Di dalam riwayat lain yang bersumber dari "Ashim bin Sulaiman dikemukakan bahwa ia bertanya kepada Anas tentang Shafa dan Marwah, Anas berkata : "Kami berpendapat bahwa thawaf dari Shafa dan Marwah adalah upacara di zaman Jahiliyyah, dan ketika Islam datang, kami tidak melakukannya lagi". Maka turunlah ayat tersebut diatas (QS 2 : 158) yang menegaskan hukum sa'i dalam Islam. (HR. al-Bukhari).
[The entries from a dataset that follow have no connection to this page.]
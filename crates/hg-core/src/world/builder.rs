//! Build worlds from ASCII maps
//!
//! Terrain uses the feature table symbols. A few extra symbols mark things
//! that sit on a floor cell:
//!
//! | symbol | meaning |
//! |---|---|
//! | `@` | the player |
//! | `;` | glyph of warding |
//! | `^` | explosive rune (known to the player) |
//! | `$` | gold |
//! | `!` | a potion |
//! | `\|` | a weapon |
//!
//! Any other symbol must be registered with [`WorldBuilder::race`] and
//! places a hostile monster of that race.

use hashbrown::HashMap;

use super::{AiConfig, EngineError, World};
use crate::dungeon::{CellInfo, FeatureId, FeatureTable, Floor, Pos};
use crate::monster::{Bestiary, Monster, MonsterRace, RaceId};
use crate::object::{Item, ItemKind};
use crate::player::Player;

#[derive(Debug, Clone, Default)]
pub struct WorldBuilder {
    rows: Vec<String>,
    races: Vec<(char, MonsterRace)>,
    player: Player,
    config: AiConfig,
    features: Option<FeatureTable>,
    seed: u64,
    arena: bool,
    no_melee: bool,
}

impl WorldBuilder {
    pub fn new() -> Self {
        Self::default()
    }

    pub fn map(mut self, rows: &[&str]) -> Self {
        self.rows = rows.iter().map(|r| r.to_string()).collect();
        self
    }

    /// Register a monster symbol
    pub fn race(mut self, symbol: char, race: MonsterRace) -> Self {
        self.races.push((symbol, race));
        self
    }

    /// Player template; its position is taken from the `@` on the map
    pub fn player(mut self, player: Player) -> Self {
        self.player = player;
        self
    }

    pub fn config(mut self, config: AiConfig) -> Self {
        self.config = config;
        self
    }

    pub fn features(mut self, features: FeatureTable) -> Self {
        self.features = Some(features);
        self
    }

    pub fn seed(mut self, seed: u64) -> Self {
        self.seed = seed;
        self
    }

    pub fn arena(mut self, arena: bool) -> Self {
        self.arena = arena;
        self
    }

    pub fn no_melee(mut self, no_melee: bool) -> Self {
        self.no_melee = no_melee;
        self
    }

    pub fn build(self) -> Result<World, EngineError> {
        self.config.validate()?;

        let height = self.rows.len() as i32;
        let width = self.rows.iter().map(|r| r.chars().count()).max().unwrap_or(0) as i32;
        if height == 0 || width == 0 {
            return Err(EngineError::InvalidConfig("empty map".to_string()));
        }

        let features = self.features.unwrap_or_default();
        let mut floor = Floor::with_features(features, height, width, FeatureId::PERMANENT_WALL);

        let mut bestiary = Bestiary::new();
        let mut symbols: HashMap<char, RaceId> = HashMap::new();
        for (symbol, race) in self.races {
            let id = bestiary.insert(race);
            symbols.insert(symbol, id);
        }

        let mut player_pos = None;
        let mut monsters = Vec::new();

        for (y, row) in self.rows.iter().enumerate() {
            for (x, symbol) in row.chars().enumerate() {
                let pos = Pos::new(y as i32, x as i32);
                if let Some(feat) = floor.features().by_symbol(symbol) {
                    floor.set_feature(pos, feat)?;
                    continue;
                }

                floor.set_feature(pos, FeatureId::FLOOR)?;
                let cell = floor
                    .cell_mut(pos)
                    .ok_or(EngineError::OutOfBounds(pos))?;
                match symbol {
                    '@' => player_pos = Some(pos),
                    ';' => cell.info |= CellInfo::GLYPH,
                    '^' => cell.info |= CellInfo::EXPLOSIVE_RUNE | CellInfo::MARK,
                    '$' => cell.items.push(Item::new(ItemKind::Gold, "gold")),
                    '!' => cell.items.push(Item::new(ItemKind::Potion, "potion")),
                    '|' => cell.items.push(Item::new(ItemKind::Weapon, "dagger")),
                    ' ' => {}
                    other => match symbols.get(&other) {
                        Some(&race) => monsters.push((race, pos)),
                        None => {
                            return Err(EngineError::InvalidConfig(format!(
                                "unknown map symbol '{other}' at {pos}"
                            )));
                        }
                    },
                }
            }
        }

        let mut player = self.player;
        player.pos = player_pos
            .ok_or_else(|| EngineError::InvalidConfig("map has no player '@'".to_string()))?;

        let mut world = World::new(floor, player, bestiary, self.seed);
        world.config = self.config;
        world.arena = self.arena;
        world.no_melee = self.no_melee;

        for (race_id, pos) in monsters {
            let race = world.bestiary.get_or_err(race_id)?;
            let mut monster = Monster::new(race_id, pos, race.max_hp);
            monster.speed = race.speed;
            world.spawn_monster(monster)?;
        }
        world.update_all_visibility();
        Ok(world)
    }
}
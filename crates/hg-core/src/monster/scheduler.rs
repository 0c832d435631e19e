//! Per game turn monster scan
//!
//! Monsters are visited from the highest id down, so anything spawned during
//! the scan is never visited before its birth flag is cleared. Each monster
//! close enough to care about the player gains energy by speed and acts once
//! it has enough.

use serde::{Deserialize, Serialize};
use tracing::{debug, warn};

use super::process::{resolve_monster_action, TurnAction};
use super::{MonsterFlags, MonsterId};
use crate::consts::speed_to_energy;
use crate::dungeon::{distance, los};
use crate::world::{DirtyFlags, MonsterHooks, World};

/// What happened during one scan
#[derive(Debug, Clone, Copy, PartialEq, Eq, Default, Serialize, Deserialize)]
pub struct ScanSummary {
    /// Monsters that had the energy to act
    pub acted: u32,
    /// Monsters removed or killed during their own turn
    pub removed: u32,
    /// Monsters skipped because their turn hit an engine error
    pub failed: u32,
    /// The scan stopped early (player died, left, or stopped playing)
    pub interrupted: bool,
}

/// Can the monster sense the player well enough to bother acting?
fn senses_player(world: &World, id: MonsterId, cdis: i32) -> bool {
    let Some(monster) = world.floor.monster(id) else {
        return false;
    };
    let Some(race) = world.bestiary.get(monster.race) else {
        return false;
    };
    let max_sight = world.config.max_sight;
    let aaf = if monster.is_pet() {
        race.aaf.min(max_sight)
    } else {
        race.aaf
    };

    if cdis <= aaf {
        return true;
    }
    if (cdis <= max_sight || world.arena)
        && (los(&world.floor, world.player.pos, monster.pos) || world.player.aggravate)
    {
        return true;
    }
    monster.target.is_some()
}

/// Give every monster on the floor its chance to act this game turn
pub fn run_monster_turn_scan<H: MonsterHooks + ?Sized>(world: &mut World, hooks: &mut H) -> ScanSummary {
    let mut summary = ScanSummary::default();
    let tracked = world.player.tracked_race;
    let lore_before = tracked.map(|race| world.bestiary.lore(race));

    for id in world.floor.monster_ids().into_iter().rev() {
        if world.player.leaving {
            summary.interrupted = true;
            break;
        }

        // Removed earlier in this scan
        let Some(monster) = world.floor.monster_mut(id) else {
            continue;
        };
        if monster.flags.contains(MonsterFlags::BORN) {
            monster.flags.remove(MonsterFlags::BORN);
            continue;
        }

        let pos = monster.pos;
        let cdis = distance(pos, world.player.pos);
        if cdis >= world.config.aaf_limit {
            continue;
        }

        if !world.player.no_flowed {
            if let Some(monster) = world.floor.monster_mut(id) {
                monster.flags.remove(MonsterFlags::NOFLOW);
            }
        }

        if !senses_player(world, id, cdis) {
            continue;
        }

        let speed = if world.player.rides(id) {
            world.player.speed
        } else {
            let Some(monster) = world.floor.monster(id) else {
                continue;
            };
            let mut speed = monster.speed;
            if world.config.nightmare {
                speed += world.config.nightmare_speed_bonus;
            }
            if monster.is_fast() {
                speed += 10;
            }
            if monster.is_slow() {
                speed -= 10;
            }
            speed
        };

        let energy_per_action = world.config.energy_per_action;
        let Some(monster) = world.floor.monster_mut(id) else {
            continue;
        };
        monster.energy_need -= speed_to_energy(speed);
        if monster.energy_need > 0 {
            continue;
        }
        monster.energy_need += energy_per_action;

        summary.acted += 1;
        match resolve_monster_action(world, hooks, id) {
            Ok(report) => {
                if matches!(report.action, TurnAction::Removed | TurnAction::Died) {
                    summary.removed += 1;
                }
            }
            Err(err) => {
                debug_assert!(false, "monster {} turn failed: {err}", id.0);
                warn!(monster = id.0, %err, "skipping monster after engine error");
                summary.failed += 1;
            }
        }

        if world.floor.monster(id).is_some() {
            let give_up_scent = world.player.no_flowed && world.rng.one_in(3);
            if let Some(monster) = world.floor.monster_mut(id) {
                monster.target = None;
                if give_up_scent {
                    monster.flags.insert(MonsterFlags::NOFLOW);
                }
            }
        }

        if !world.player.playing || world.player.dead || world.player.leaving {
            summary.interrupted = true;
            break;
        }
    }

    if let (Some(race), Some(before)) = (tracked, lore_before) {
        if world.player.tracked_race == Some(race) && world.bestiary.lore(race) != before {
            world.dirty |= DirtyFlags::MONSTER_RECALL;
        }
    }

    debug!(
        acted = summary.acted,
        removed = summary.removed,
        failed = summary.failed,
        "monster scan done"
    );
    summary
}

#[cfg(test)]
mod tests {
    use super::*;
    use crate::dungeon::Pos;
    use crate::monster::{Monster, MonsterRace, RaceFlags};
    use crate::world::{NullHooks, WorldBuilder};

    fn corridor() -> World {
        WorldBuilder::new()
            .map(&["#############", "#@..........#", "#############"])
            .seed(1)
            .build()
            .unwrap()
    }

    #[test]
    fn test_newborns_wait_a_turn() {
        let mut world = corridor();
        let race = world.bestiary.insert(MonsterRace::new("worm", 'w', 1));
        let mut m = Monster::new(race, Pos::new(1, 5), 5);
        m.flags |= MonsterFlags::BORN;
        let id = world.spawn_monster(m).unwrap();

        let summary = run_monster_turn_scan(&mut world, &mut NullHooks);
        assert_eq!(summary.acted, 0);
        assert!(!world.floor.monster(id).unwrap().flags.contains(MonsterFlags::BORN));
    }

    #[test]
    fn test_normal_speed_acts_every_turn() {
        let mut world = corridor();
        let race = world.bestiary.insert(MonsterRace::new("orc", 'o', 3));
        let mut m = Monster::new(race, Pos::new(1, 10), 10);
        m.energy_need = 100;
        let id = world.spawn_monster(m).unwrap();

        let mut acted = 0;
        for _ in 0..10 {
            acted += run_monster_turn_scan(&mut world, &mut NullHooks).acted;
        }
        // Normal speed gains one action's worth of energy every ten game turns
        assert_eq!(acted, 1);
        assert!(world.floor.monster(id).unwrap().pos.x < 10);
    }

    #[test]
    fn test_far_monsters_are_ignored() {
        let mut world = corridor();
        world.config.aaf_limit = 5;
        let race = world.bestiary.insert(MonsterRace::new("orc", 'o', 3));
        let id = world.spawn_monster(Monster::new(race, Pos::new(1, 10), 10)).unwrap();

        for _ in 0..30 {
            run_monster_turn_scan(&mut world, &mut NullHooks);
        }
        let monster = world.floor.monster(id).unwrap();
        assert_eq!(monster.pos, Pos::new(1, 10));
        assert_eq!(monster.energy_need, 0);
    }

    #[test]
    fn test_target_cleared_after_acting() {
        let mut world = corridor();
        let race = world.bestiary.insert(MonsterRace::new("orc", 'o', 3));
        let mut m = Monster::new(race, Pos::new(1, 10), 10);
        m.target = Some(Pos::new(1, 11));
        m.energy_need = -1000;
        let id = world.spawn_monster(m).unwrap();

        run_monster_turn_scan(&mut world, &mut NullHooks);
        assert!(world.floor.monster(id).unwrap().target.is_none());
    }

    #[test]
    fn test_recall_dirty_when_tracked_lore_changes() {
        let mut world = WorldBuilder::new()
            .map(&["#######", "#@..+o#", "#######"])
            .race('o', MonsterRace {
                flags: RaceFlags::OPEN_DOOR,
                ..MonsterRace::new("orc", 'o', 3)
            })
            .build()
            .unwrap();
        let id = world.floor.monster_at(Pos::new(1, 5)).unwrap();
        let race = world.floor.monster(id).unwrap().race;
        world.player.tracked_race = Some(race);
        let monster = world.floor.monster_mut(id).unwrap();
        monster.flags |= MonsterFlags::VISIBLE;
        monster.energy_need = -1000;

        run_monster_turn_scan(&mut world, &mut NullHooks);
        assert!(world.dirty.contains(DirtyFlags::MONSTER_RECALL));
    }

    #[test]
    fn test_dead_player_stops_the_scan() {
        let mut world = corridor();
        world.player.dead = true;
        let race = world.bestiary.insert(MonsterRace::new("orc", 'o', 3));
        for x in [5, 7, 9] {
            let mut m = Monster::new(race, Pos::new(1, x), 10);
            m.energy_need = -1000;
            world.spawn_monster(m).unwrap();
        }
        let summary = run_monster_turn_scan(&mut world, &mut NullHooks);
        assert_eq!(summary.acted, 1);
        assert!(summary.interrupted);
    }
}
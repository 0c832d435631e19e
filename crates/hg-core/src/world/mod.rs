//! World state
//!
//! The floor, player, bestiary and randomness a monster turn runs against,
//! plus configuration, errors and the hooks to outside collaborators.

mod builder;
mod config;
pub mod errors;
mod hooks;
mod state;

pub use builder::WorldBuilder;
pub use config::AiConfig;
pub use errors::EngineError;
pub use hooks::{EventLog, MonsterEvent, MonsterHooks, NullHooks};
pub use state::{DirtyFlags, World};
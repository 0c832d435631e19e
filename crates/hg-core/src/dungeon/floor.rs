//! The current dungeon floor: terrain grid plus the live monster list
//!
//! Monster occupancy is recorded twice, once on the monster (`Monster::pos`)
//! and once on the cell (`Cell::monster`). Every mutation here updates both
//! sides or neither.

use serde::{Deserialize, Serialize};

use super::{Cell, FeatAction, Feature, FeatureId, FeatureTable, Pos};
use crate::monster::{Monster, MonsterId};
use crate::world::EngineError;

/// Terrain grid and monster list for one level
#[derive(Debug, Clone, PartialEq, Serialize, Deserialize)]
pub struct Floor {
    features: FeatureTable,
    height: i32,
    width: i32,
    /// Row-major: `cells[y][x]`
    cells: Vec<Vec<Cell>>,
    /// Slot 0 is never used so that `MonsterId(0)` stays invalid
    monsters: Vec<Option<Monster>>,
    /// Number of breeders currently on the floor
    pub num_repro: i32,
}

impl Floor {
    /// Create a floor filled with one feature, using the standard terrain set
    pub fn new(height: i32, width: i32, fill: FeatureId) -> Self {
        Self::with_features(FeatureTable::standard(), height, width, fill)
    }

    pub fn with_features(features: FeatureTable, height: i32, width: i32, fill: FeatureId) -> Self {
        let height = height.max(1);
        let width = width.max(1);
        Self {
            features,
            height,
            width,
            cells: vec![vec![Cell::new(fill); width as usize]; height as usize],
            monsters: vec![None],
            num_repro: 0,
        }
    }

    pub const fn height(&self) -> i32 {
        self.height
    }

    pub const fn width(&self) -> i32 {
        self.width
    }

    /// Inside the grid, border included
    pub const fn contains(&self, pos: Pos) -> bool {
        pos.y >= 0 && pos.x >= 0 && pos.y < self.height && pos.x < self.width
    }

    /// Inside the grid, border excluded
    pub const fn in_interior(&self, pos: Pos) -> bool {
        pos.y > 0 && pos.x > 0 && pos.y < self.height - 1 && pos.x < self.width - 1
    }

    pub fn cell(&self, pos: Pos) -> Option<&Cell> {
        if !self.contains(pos) {
            return None;
        }
        Some(&self.cells[pos.y as usize][pos.x as usize])
    }

    pub fn cell_mut(&mut self, pos: Pos) -> Option<&mut Cell> {
        if !self.contains(pos) {
            return None;
        }
        Some(&mut self.cells[pos.y as usize][pos.x as usize])
    }

    fn cell_or_err(&self, pos: Pos) -> Result<&Cell, EngineError> {
        self.cell(pos).ok_or(EngineError::OutOfBounds(pos))
    }

    fn cell_mut_or_err(&mut self, pos: Pos) -> Result<&mut Cell, EngineError> {
        self.cell_mut(pos).ok_or(EngineError::OutOfBounds(pos))
    }

    pub fn features(&self) -> &FeatureTable {
        &self.features
    }

    /// Feature id at a position
    pub fn feature_id(&self, pos: Pos) -> Option<FeatureId> {
        self.cell(pos).map(|c| c.feat)
    }

    /// Terrain description at a position
    pub fn feature(&self, pos: Pos) -> Option<&Feature> {
        self.feature_id(pos).and_then(|id| self.features.get(id))
    }

    pub fn feature_or_err(&self, pos: Pos) -> Result<&Feature, EngineError> {
        let id = self.cell_or_err(pos)?.feat;
        self.features.get(id).ok_or(EngineError::UnknownFeature(id.0))
    }

    pub fn set_feature(&mut self, pos: Pos, feat: FeatureId) -> Result<(), EngineError> {
        if self.features.get(feat).is_none() {
            return Err(EngineError::UnknownFeature(feat.0));
        }
        self.cell_mut_or_err(pos)?.feat = feat;
        Ok(())
    }

    /// Apply a terrain transition; returns false when the action does not
    /// apply to the feature there
    pub fn alter_feature(&mut self, pos: Pos, action: FeatAction) -> Result<bool, EngineError> {
        match self.feature_or_err(pos)?.transition(action) {
            Some(next) => {
                self.set_feature(pos, next)?;
                Ok(true)
            }
            None => Ok(false),
        }
    }

    /// Monster standing at a position
    pub fn monster_at(&self, pos: Pos) -> Option<MonsterId> {
        self.cell(pos).and_then(|c| c.monster)
    }

    /// Get monster by ID
    pub fn monster(&self, id: MonsterId) -> Option<&Monster> {
        self.monsters.get(id.0 as usize).and_then(Option::as_ref)
    }

    /// Get mutable monster by ID
    pub fn monster_mut(&mut self, id: MonsterId) -> Option<&mut Monster> {
        self.monsters.get_mut(id.0 as usize).and_then(Option::as_mut)
    }

    pub fn monster_or_err(&self, id: MonsterId) -> Result<&Monster, EngineError> {
        self.monster(id).ok_or(EngineError::UnknownMonster(id))
    }

    pub fn monster_mut_or_err(&mut self, id: MonsterId) -> Result<&mut Monster, EngineError> {
        self.monster_mut(id).ok_or(EngineError::UnknownMonster(id))
    }

    /// Number of monster slots, including the unused slot 0 and free slots
    pub fn monster_slots(&self) -> usize {
        self.monsters.len()
    }

    /// Ids of all live monsters in ascending slot order
    pub fn monster_ids(&self) -> Vec<MonsterId> {
        self.monsters
            .iter()
            .filter_map(|slot| slot.as_ref().map(|m| m.id))
            .collect()
    }

    pub fn monsters(&self) -> impl Iterator<Item = &Monster> {
        self.monsters.iter().filter_map(Option::as_ref)
    }

    pub fn monster_count(&self) -> usize {
        self.monsters().count()
    }

    /// Add a monster at its recorded position, reusing a free slot if any
    pub fn place_monster(&mut self, mut monster: Monster) -> Result<MonsterId, EngineError> {
        let pos = monster.pos;
        if self.cell_or_err(pos)?.monster.is_some() {
            return Err(EngineError::Occupied(pos));
        }

        let slot = match self.monsters.iter().skip(1).position(Option::is_none) {
            Some(free) => free + 1,
            None => {
                self.monsters.push(None);
                self.monsters.len() - 1
            }
        };

        let id = MonsterId(slot as u32);
        monster.id = id;
        self.cell_mut_or_err(pos)?.monster = Some(id);
        self.monsters[slot] = Some(monster);
        Ok(id)
    }

    /// Move a monster into an empty cell
    pub fn relocate_monster(&mut self, id: MonsterId, to: Pos) -> Result<(), EngineError> {
        let from = self.monster_or_err(id)?.pos;
        if self.cell_or_err(to)?.monster.is_some() {
            return Err(EngineError::Occupied(to));
        }
        if self.cell_or_err(from)?.monster != Some(id) {
            return Err(EngineError::OccupancyDesync { id, pos: from });
        }

        self.cell_mut_or_err(from)?.monster = None;
        self.cell_mut_or_err(to)?.monster = Some(id);
        self.monster_mut_or_err(id)?.pos = to;
        Ok(())
    }

    /// Exchange the cells of two monsters
    pub fn swap_monsters(&mut self, a: MonsterId, b: MonsterId) -> Result<(), EngineError> {
        let pos_a = self.monster_or_err(a)?.pos;
        let pos_b = self.monster_or_err(b)?.pos;
        if self.cell_or_err(pos_a)?.monster != Some(a) {
            return Err(EngineError::OccupancyDesync { id: a, pos: pos_a });
        }
        if self.cell_or_err(pos_b)?.monster != Some(b) {
            return Err(EngineError::OccupancyDesync { id: b, pos: pos_b });
        }

        self.cell_mut_or_err(pos_a)?.monster = Some(b);
        self.cell_mut_or_err(pos_b)?.monster = Some(a);
        self.monster_mut_or_err(a)?.pos = pos_b;
        self.monster_mut_or_err(b)?.pos = pos_a;
        Ok(())
    }

    /// Remove a monster from the floor and free its slot
    pub fn remove_monster(&mut self, id: MonsterId) -> Result<Monster, EngineError> {
        let pos = self.monster_or_err(id)?.pos;
        let cell = self.cell_mut_or_err(pos)?;
        if cell.monster != Some(id) {
            return Err(EngineError::OccupancyDesync { id, pos });
        }
        cell.monster = None;
        self.monsters[id.0 as usize]
            .take()
            .ok_or(EngineError::UnknownMonster(id))
    }

    /// Occupied cells in the 3x3 block centred on `pos`, centre included
    pub fn count_monsters_around(&self, pos: Pos) -> usize {
        let mut count = 0;
        for dy in -1..=1 {
            for dx in -1..=1 {
                if self.monster_at(pos.offset(dy, dx)).is_some() {
                    count += 1;
                }
            }
        }
        count
    }

    /// Verify that the monster list and the grid agree
    pub fn check_occupancy(&self) -> Result<(), EngineError> {
        for monster in self.monsters() {
            let cell = self.cell_or_err(monster.pos)?;
            if cell.monster != Some(monster.id) {
                return Err(EngineError::OccupancyDesync {
                    id: monster.id,
                    pos: monster.pos,
                });
            }
        }
        for (y, row) in self.cells.iter().enumerate() {
            for (x, cell) in row.iter().enumerate() {
                if let Some(id) = cell.monster {
                    let pos = Pos::new(y as i32, x as i32);
                    match self.monster(id) {
                        Some(m) if m.pos == pos => {}
                        _ => return Err(EngineError::OccupancyDesync { id, pos }),
                    }
                }
            }
        }
        Ok(())
    }
}
//! Player system
//!
//! Only the parts of the player that monsters react to.

mod you;

pub use you::{EVIL_ALIGNMENT, GOOD_ALIGNMENT, PetOptions, Player};
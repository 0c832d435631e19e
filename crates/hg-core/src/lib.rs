//! hg-core: per-turn monster decision and movement engine
//!
//! Each game turn the scheduler gives every nearby monster energy by speed;
//! a monster with enough energy picks where it wants to go (toward the
//! player, away from it, after another monster) and the movement resolver
//! settles what actually happens on the grid. Combat, spells and messages
//! are left to the caller through [`world::MonsterHooks`].
//!
//! Nothing here performs I/O apart from [`world::AiConfig::load`].

mod consts;
pub mod dungeon;
pub mod monster;
pub mod object;
pub mod player;
mod rng;
pub mod world;

pub use consts::*;
pub use rng::GameRng;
Di dalam riwayat lain dikemukakan 'Ashim bin Sulaiman bahwa syaithan-syaithan di zaman Jahiliyyah berkeliaran pada malam hari antara Shafa dan Marwah, dan diantara kedua tempat itu terletak berhala-berhala mereka. Ketika Islam datang, berkatalah kaum Muslimin kepada Rasulullah ﷺ : "Ya Rasulullah kami tidak akan berthawaf antara Shafa dan Marwah, karena upacara itu biasa kami lakukan di zaman Jahiliyyah". Maka turunlah ayat tersebut diatas (QS 2 : 158). (HR. al-Hakim).

Tafsir Ayat
QS. 2 : 158. "Sesungguhnya Shafa dan Marwah adalah sebagian daripada syiar-syiar Allah. ...". Syiar adalah tanda. Kata jama'-nya ialah sya'air. Sya'airallah artinya tanda-tanda peribadatan kepada Allah. Ketika berhaji banyaklah terdapat syiar itu. Menyembelih hewan qurban selepas berhaji adalah tanda. Sholat di maqom Ibrahim adalah syiar ibadat. Thawaf, wuquf di Arafah, sa'i antara shafa dan marwah, melempar jumroh di Mina adalah tanda. ".... Maka barangsiapa yang haji ke Baitullah atau 'Umroh, maka tidak salah baginya mengerjakan sa'i antara keduanya. ...". Berhaji adalah waktu tertentu. Umroh adalah kewajiban di lain waktu, yang tidak wuquf dan berhenti di Muzdalifah dan di Mina. Tetapi haji dan 'Umroh sama-sama berihrom, sama-sama thawaf dan sama-sama sa'i. ".... Dan barangsiapa dengan sukarela berbuat kebaikan maka sesungguhnya Allah Maha Mensyukuri lagi Maha Mengetahui". Mengerjakan haji dan 'Umroh yang wajib hanya sekali seumur hidup. Tetapi jika orang ingin menambah lagi dengan tathawwu', menambah haji lagi dan menambah 'umroh lagi, maka Allah mensyukuri amalannya itu dan membalas budinya itu dengan baik. Dan semua ikhlas amalnya diketahui oleh Allah.
---------------
Bibliography :
Asbabun Nuzul, KH Qomaruddin, Penerbit CV. Diponegoro Bandung, Cetakan ke-5, 1985, halaman 48 - 49.
Tafsir Al-Azhar Juzu' 2, Prof Dr. Haji Abdulmalik Abdulkarim Amrullah (Hamka), Penerbit PT. Pustaka Panjimas Jakarta, cetakan September 1987, halaman 27 - 30.
Al Qur'an Terjemahan Indonesia, Tim DISBINTALAD (Drs. H.A. Nazri Adlany, Drs. H. Hanafie Tamam dan Drs. H.A. Faruq Nasution); Penerbit P.T. Sari Agung Jakarta, cetakan ke tujuh 1994, halaman 43.